HLF/HIF-2α is a key factor in retinopathy of prematurity in association with erythropoietin

An HLF (HIF-1alpha-like factor)/HIF-2alpha-knockout mouse is embryonic lethal, preventing investigation of HLF function in adult mice. To investigate the role of HLF in adult pathological angiogenesis, we generated HLF-knockdown (HLFkd/kd) mice by inserting a neomycin gene sandwiched between two loxP sequences into exon 1 of the HLF gene. HLFkd/kd mice expressing 80-20% reduction, depending on the tissue, in wild-type HLF mRNA were fertile and apparently normal.
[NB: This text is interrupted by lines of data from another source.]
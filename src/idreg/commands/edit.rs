use crate::commands::{CmdMessage, CmdResult};
use crate::error::Result;
use crate::model::RecordUpdate;
use crate::store::RecordStore;

/// Merge `update` into the first record whose `user_id` matches.
///
/// Later records sharing the id are left alone.
pub fn run<S: RecordStore>(
    store: &mut S,
    user_id: &str,
    update: &RecordUpdate,
) -> Result<CmdResult> {
    let mut doc = store.load();
    let mut result = CmdResult::default();

    let Some(record) = doc.users.iter_mut().find(|u| u.user_id == user_id) else {
        return Ok(result.user_not_found(user_id));
    };

    record.merge(update);
    let edited = record.clone();
    store.save(&doc)?;
    tracing::info!(user_id, "user updated");

    result.add_message(CmdMessage::success(format!("User {} updated.", user_id)));
    Ok(result.with_affected_users(vec![edited]))
}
Hyperoxia-normoxia treatment, used as a murine model of retinopathy of prematurity (ROP), induced neovascularization in wild-type mice, but not in HLFkd/kd mice, whereas prolonged normoxia following hyperoxic treatment caused degeneration of retinal neural layers in HLFkd/kd mice due to poor vascularization. Cre-mediated removal of the inserted gene recovered normal HLF expression and retinal neovascularization in HLFkd/kd mice. Expression levels of various angiogenic factors revealed that only erythropoietin (Epo) gene expression was significantly affected, in parallel with HLF expression. Together with the results from intraperitoneal injection of Epo into HLFkd/kd mouse, this suggests that Epo is one of the target genes of HLF responsible for experimental ROP.